Domato il batticuore per lo spavento diede uno sguardo intorno. Si trovava in un corridoio palesemente curvo, apparentemente un anello. Era da decenni che non si facevano più in quel modo i moli di attracco: erano pericolosi e poco affidabili, oltre a non consentire l'attracco di navi grandi. Molte delle lampade erano guaste e l'ambiente, freddo e puzzolente di aria filtrata male, era anche piuttosto buio. Pensando molto male degli occupanti, così svogliati da trascurare anche i più elementari compiti di manutenzione, cercò una porta che conducesse fuori dall'attracco, nella porzione abitata della piattaforma. Gli parve chiaro infatti che non vi era un vero e proprio hangar come su Niharra. La tecnologia e i materiali impiegati per la costruzione di quella struttura apparivano parecchio datati. Tutte le piattaforme e le stazioni più piccole erano ora modulari: più economiche, più rapide da assemblare, più facili da riparare, da espandere e da rimpicciolire a seconda delle esigenze. Quel posto invece pareva realizzato tutto in un blocco solo.
Trovò le estremità della monorotaia: il congegno scassato che penzolava da quella si era fermato a qualche metro dal fine corsa e giaceva immobile. Dalle condizioni in cui versava il paracolpi di gomma, era facile intuire cosa avesse ridotto il meccanismo in quelle pietose condizioni in cui versava. C'erano ancora i pezzi per terra, lì intorno. La monorotaia che evidentemente percorreva per intero il soffitto del corridoio anulare, si infilava attraverso una paratia stagna. La rotaia era fatta in modo tale da non ostacolarne la chiusura.
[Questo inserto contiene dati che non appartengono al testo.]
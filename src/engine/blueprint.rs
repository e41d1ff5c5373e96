use chrono::NaiveDate;

use super::domain::{BillType, FrequencyKind, PropertyId, Schedule, ScheduleDraft, ScheduleType};
use super::registry::{RegistryError, ScheduleRegistry};
use super::repository::ScheduleRepository;

/// Canonical schedule configuration for one property: the set a landlord
/// typically starts from before tailoring it. Used by the CLI report and by
/// tests that need a realistically wired property.
#[derive(Debug)]
pub struct StandardScheduleBlueprint {
    drafts: Vec<ScheduleDraft>,
}

impl StandardScheduleBlueprint {
    pub fn standard(property_id: &PropertyId) -> Self {
        Self {
            drafts: standard_drafts(property_id),
        }
    }

    pub fn drafts(&self) -> &[ScheduleDraft] {
        &self.drafts
    }

    /// Register every draft, returning the stored schedules in draft order.
    pub fn seed<R>(
        &self,
        registry: &ScheduleRegistry<R>,
        today: NaiveDate,
    ) -> Result<Vec<Schedule>, RegistryError>
    where
        R: ScheduleRepository + 'static,
    {
        self.drafts
            .iter()
            .cloned()
            .map(|draft| registry.create(draft, today))
            .collect()
    }
}

fn standard_drafts(property_id: &PropertyId) -> Vec<ScheduleDraft> {
    vec![
        ScheduleDraft {
            property_id: property_id.clone(),
            schedule_type: ScheduleType::BillInput,
            bill_type: Some(BillType::Municipality),
            frequency: FrequencyKind::Monthly,
            expected_day_of_month: Some(5),
            expected_day_of_week: None,
            expected_on: None,
            depends_on: Vec::new(),
            wait_for_bills: false,
            is_active: true,
        },
        ScheduleDraft {
            property_id: property_id.clone(),
            schedule_type: ScheduleType::BillInput,
            bill_type: Some(BillType::Utility),
            frequency: FrequencyKind::Monthly,
            expected_day_of_month: Some(3),
            expected_day_of_week: None,
            expected_on: None,
            depends_on: Vec::new(),
            wait_for_bills: false,
            is_active: true,
        },
        ScheduleDraft {
            property_id: property_id.clone(),
            schedule_type: ScheduleType::BillInput,
            bill_type: Some(BillType::Levy),
            frequency: FrequencyKind::Weekly,
            expected_day_of_month: None,
            // Monday, the usual body-corporate processing day.
            expected_day_of_week: Some(1),
            expected_on: None,
            depends_on: Vec::new(),
            wait_for_bills: false,
            is_active: true,
        },
        ScheduleDraft {
            property_id: property_id.clone(),
            schedule_type: ScheduleType::InvoiceOutput,
            bill_type: None,
            frequency: FrequencyKind::Monthly,
            expected_day_of_month: Some(10),
            expected_day_of_week: None,
            expected_on: None,
            depends_on: Vec::new(),
            wait_for_bills: true,
            is_active: true,
        },
        ScheduleDraft {
            property_id: property_id.clone(),
            schedule_type: ScheduleType::PayableOutput,
            bill_type: None,
            frequency: FrequencyKind::Monthly,
            expected_day_of_month: Some(12),
            expected_day_of_week: None,
            expected_on: None,
            depends_on: Vec::new(),
            wait_for_bills: true,
            is_active: true,
        },
    ]
}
Anche quel portello faticò a scorrere di lato per farlo passare, rivelando però un ambiente un poco più caldo. Lo stato di abbandono era il medesimo: polvere a fiocchi ovunque, armadi svuotati, tavoli spostati, oggetti abbandonati. C'era un computer sventrato su un tavolo, un vecchio schermo piatto con un adesivo su cui si leggeva ancora la scritta “guasto”, un calendario appeso alla parete. Quest'ultimo richiamò la sua attenzione per via dell'ologramma piatto che ritraeva una procace donna completamente nuda. Occupava l'intera pagina confinando il calendario vero e proprio in un angolo. Era vecchio di tre anni.
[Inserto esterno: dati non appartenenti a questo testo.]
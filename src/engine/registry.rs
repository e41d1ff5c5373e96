use std::collections::BTreeSet;
use std::sync::atomic::{AtomicU64, Ordering};
use std::sync::{Arc, Mutex};

use chrono::{NaiveDate, Weekday};
use serde::{Deserialize, Serialize};

use super::domain::{
    Frequency, FrequencyKind, PropertyId, Schedule, ScheduleDraft, ScheduleId, ScheduleType,
};
use super::repository::{RepositoryError, ScheduleRepository};
use super::resolver;
use super::views::PropertyScheduleBoard;

/// What `delete` does to a bill input other schedules still depend on.
#[derive(Debug, Clone, Copy, PartialEq, Eq, Serialize, Deserialize)]
#[serde(rename_all = "snake_case")]
pub enum DeletionPolicy {
    /// Refuse the deletion and report the dependents.
    Restrict,
    /// Strip the edge from every dependent, then delete.
    Cascade,
}

/// Configuration mistakes rejected synchronously at create/update time.
/// These never surface as runtime evaluation failures.
#[derive(Debug, thiserror::Error)]
pub enum ValidationError {
    #[error("bill input schedules require a bill type")]
    MissingBillType,
    #[error("an active {0} schedule already exists for this property")]
    DuplicateOutputSchedule(&'static str),
    #[error("{0} is required for the chosen frequency")]
    MissingFrequencyAnchor(&'static str),
    #[error("expected day of month {0} is outside 1-31")]
    DayOfMonthOutOfRange(u8),
    #[error("expected day of week {0} is outside 0-6")]
    DayOfWeekOutOfRange(u8),
    #[error("bill input schedules cannot declare dependencies")]
    DependenciesOnInput,
    #[error("dependency {0} does not exist")]
    UnknownDependency(ScheduleId),
    #[error("dependency {0} does not reference an active bill input of the same property")]
    IneligibleDependency(ScheduleId),
    #[error("schedules cannot move between properties")]
    PropertyReassignment,
    #[error("schedule is a dependency of {dependents:?}")]
    DependencyInUse { dependents: Vec<ScheduleId> },
}

/// Error raised by registry operations.
#[derive(Debug, thiserror::Error)]
pub enum RegistryError {
    #[error(transparent)]
    Validation(#[from] ValidationError),
    #[error(transparent)]
    Repository(#[from] RepositoryError),
}

static SCHEDULE_SEQUENCE: AtomicU64 = AtomicU64::new(1);

fn next_schedule_id() -> ScheduleId {
    let id = SCHEDULE_SEQUENCE.fetch_add(1, Ordering::Relaxed);
    ScheduleId(format!("sch-{id:06}"))
}

/// Validated CRUD over schedule definitions. The write path is serialized
/// so the one-active-output-per-property constraint and dependency-graph
/// edits cannot race each other.
pub struct ScheduleRegistry<R> {
    repository: Arc<R>,
    deletion: DeletionPolicy,
    write_lock: Mutex<()>,
}

impl<R> ScheduleRegistry<R>
where
    R: ScheduleRepository + 'static,
{
    pub fn new(repository: Arc<R>, deletion: DeletionPolicy) -> Self {
        Self {
            repository,
            deletion,
            write_lock: Mutex::new(()),
        }
    }

    /// Validate and store a new schedule. `today` anchors the derived
    /// next-expected-date cache.
    pub fn create(&self, draft: ScheduleDraft, today: NaiveDate) -> Result<Schedule, RegistryError> {
        let _guard = self.write_lock.lock().expect("registry mutex poisoned");

        let schedule = self.validated(draft, next_schedule_id(), None, today)?;
        let stored = self.repository.insert(schedule)?;
        Ok(stored)
    }

    /// Re-validate and replace an existing schedule.
    pub fn update(
        &self,
        id: &ScheduleId,
        draft: ScheduleDraft,
        today: NaiveDate,
    ) -> Result<Schedule, RegistryError> {
        let _guard = self.write_lock.lock().expect("registry mutex poisoned");

        let existing = self
            .repository
            .fetch(id)?
            .ok_or(RepositoryError::NotFound)?;
        if draft.property_id != existing.property_id {
            return Err(ValidationError::PropertyReassignment.into());
        }

        let schedule = self.validated(draft, existing.id.clone(), Some(&existing.id), today)?;
        self.repository.update(schedule.clone())?;
        Ok(schedule)
    }

    /// Delete a schedule, honouring the configured [`DeletionPolicy`] when
    /// other schedules still depend on it.
    pub fn delete(&self, id: &ScheduleId) -> Result<(), RegistryError> {
        let _guard = self.write_lock.lock().expect("registry mutex poisoned");

        let existing = self
            .repository
            .fetch(id)?
            .ok_or(RepositoryError::NotFound)?;

        let dependents: Vec<Schedule> = self
            .repository
            .list_by_property(&existing.property_id)?
            .into_iter()
            .filter(|sibling| sibling.depends_on.contains(id))
            .collect();

        if !dependents.is_empty() {
            match self.deletion {
                DeletionPolicy::Restrict => {
                    return Err(ValidationError::DependencyInUse {
                        dependents: dependents.into_iter().map(|d| d.id).collect(),
                    }
                    .into());
                }
                DeletionPolicy::Cascade => {
                    for mut dependent in dependents {
                        dependent.depends_on.remove(id);
                        self.repository.update(dependent)?;
                    }
                }
            }
        }

        self.repository.remove(id)?;
        Ok(())
    }

    pub fn get(&self, id: &ScheduleId) -> Result<Schedule, RegistryError> {
        let schedule = self
            .repository
            .fetch(id)?
            .ok_or(RepositoryError::NotFound)?;
        Ok(schedule)
    }

    /// All schedules of a property with each output's dependency set
    /// resolved to concrete ids (an empty set expands to every active bill
    /// input at read time).
    pub fn list_by_property(
        &self,
        property_id: &PropertyId,
    ) -> Result<PropertyScheduleBoard, RegistryError> {
        let schedules = self.repository.list_by_property(property_id)?;

        let views = schedules
            .iter()
            .map(|schedule| {
                let resolved = if schedule.is_output() {
                    resolver::resolve_dependencies(schedule, &schedules)
                } else {
                    Vec::new()
                };
                schedule.to_view(resolved)
            })
            .collect();

        Ok(PropertyScheduleBoard {
            property_id: property_id.clone(),
            schedules: views,
        })
    }

    fn validated(
        &self,
        draft: ScheduleDraft,
        id: ScheduleId,
        replacing: Option<&ScheduleId>,
        today: NaiveDate,
    ) -> Result<Schedule, RegistryError> {
        let frequency = validated_frequency(&draft)?;

        if draft.schedule_type == ScheduleType::BillInput {
            if draft.bill_type.is_none() {
                return Err(ValidationError::MissingBillType.into());
            }
            if !draft.depends_on.is_empty() {
                return Err(ValidationError::DependenciesOnInput.into());
            }
        }

        let siblings = self.repository.list_by_property(&draft.property_id)?;

        if draft.schedule_type.is_output() && draft.is_active {
            let duplicate = siblings.iter().any(|sibling| {
                sibling.schedule_type == draft.schedule_type
                    && sibling.is_active
                    && Some(&sibling.id) != replacing
            });
            if duplicate {
                return Err(
                    ValidationError::DuplicateOutputSchedule(draft.schedule_type.label()).into(),
                );
            }
        }

        let mut depends_on = BTreeSet::new();
        for dependency in &draft.depends_on {
            let target = self
                .repository
                .fetch(dependency)?
                .ok_or_else(|| ValidationError::UnknownDependency(dependency.clone()))?;
            let eligible = target.property_id == draft.property_id
                && target.schedule_type == ScheduleType::BillInput
                && target.is_active;
            if !eligible {
                return Err(ValidationError::IneligibleDependency(dependency.clone()).into());
            }
            depends_on.insert(dependency.clone());
        }

        Ok(Schedule {
            id,
            property_id: draft.property_id,
            schedule_type: draft.schedule_type,
            bill_type: draft.bill_type,
            frequency,
            depends_on,
            // The gate is only meaningful on outputs; normalize inputs.
            wait_for_bills: draft.schedule_type.is_output() && draft.wait_for_bills,
            is_active: draft.is_active,
            next_expected_date: frequency.next_occurrence(today),
        })
    }
}

fn validated_frequency(draft: &ScheduleDraft) -> Result<Frequency, ValidationError> {
    match draft.frequency {
        FrequencyKind::Monthly => {
            let day = draft
                .expected_day_of_month
                .ok_or(ValidationError::MissingFrequencyAnchor("expected_day_of_month"))?;
            if !(1..=31).contains(&day) {
                return Err(ValidationError::DayOfMonthOutOfRange(day));
            }
            Ok(Frequency::Monthly { day_of_month: day })
        }
        FrequencyKind::Weekly => {
            let index = draft
                .expected_day_of_week
                .ok_or(ValidationError::MissingFrequencyAnchor("expected_day_of_week"))?;
            Ok(Frequency::Weekly {
                weekday: weekday_from_index(index)?,
            })
        }
        FrequencyKind::Once => {
            let on = draft
                .expected_on
                .ok_or(ValidationError::MissingFrequencyAnchor("expected_on"))?;
            Ok(Frequency::Once { on })
        }
    }
}

/// Dashboard pickers submit 0 = Sunday through 6 = Saturday.
fn weekday_from_index(index: u8) -> Result<Weekday, ValidationError> {
    match index {
        0 => Ok(Weekday::Sun),
        1 => Ok(Weekday::Mon),
        2 => Ok(Weekday::Tue),
        3 => Ok(Weekday::Wed),
        4 => Ok(Weekday::Thu),
        5 => Ok(Weekday::Fri),
        6 => Ok(Weekday::Sat),
        other => Err(ValidationError::DayOfWeekOutOfRange(other)),
    }
}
Era chiaro che quella porzione di piattaforma non veniva più usata, ma cominciarono a venirgli i primi dubbi. Gli strumenti della cimice erano piuttosto elementari e non potevano certo analizzare a distanza tanto in profondità da capire in anticipo come poteva essere fatta la piattaforma. Se fosse stato a bordo del Raja avrebbe potuto eseguire una termografia, analizzare le emissioni magnetiche, usare il radar per capire forma, dimensioni e livello di attività della struttura molto prima di attraccare. Aveva anche un bel telescopio a bordo che era tornato utile già più di una volta: spesso l'osservazione diretta era rivelatrice. Ma quella piattaforma, per quanto grande potesse essere, non poteva essere sotto organico fino al punto da smantellare completamente la zona di ricezione delle merci, uffici compresi. E se quel calendario era stato aggiornato fino all'ultimo, la situazione era invariata da tre anni abbondanti.
Le conseguenze gli piovvero addosso pesantemente una dopo l'altra. La struttura poteva essere abbandonata: nessuno l'avrebbe rifornito, nemmeno a pagamento. Non avrebbe più lasciato l'ormeggio dove gli automatismi di bordo lo avevano agganciato. Senza equipaggio la piattaforma era priva di manutenzione e quindi pericolosissima; ma soprattutto era abbandonata all'abbraccio di Giove, un rottame tra le dita del grande spazzino del sistema solare. Famoso per non scartare nulla di ciò che gli capita a tiro che non abbia velocità a sufficienza per sfuggirgli. Concludendo: era seduto su una bomba a orologeria in caduta libera verso Giove. Si sarebbe messo a ridere per quell'immagine che gli aveva appena attraversato il cervello, se non fosse stato per il fatto che la situazione era davvero quella.
Decise di attraversare la zona degli uffici per vedere se riusciva a tornare nel corridoio ad anello: voleva cercare gli altri approdi per vedere se vi erano navi o veicoli di qualche genere ormeggiati. Ignorò una sorta di salotto dove erano rimaste solo due sedie rotte, una zona ristoro con i tubi dell'acqua chiusi da cappucci improvvisati col nastro isolante e i segni dei mobili sulle pareti a ricordare la disposizione originale dell'arredamento. Ignorò anche una scala a chiocciola e un montacarichi spento, limitandosi ad annotare mentalmente la presenza di un livello superiore e di uno inferiore. Tutti i locali erano stati svuotati, i mobili traslocati, gli oggetti rotti o inutili abbandonati.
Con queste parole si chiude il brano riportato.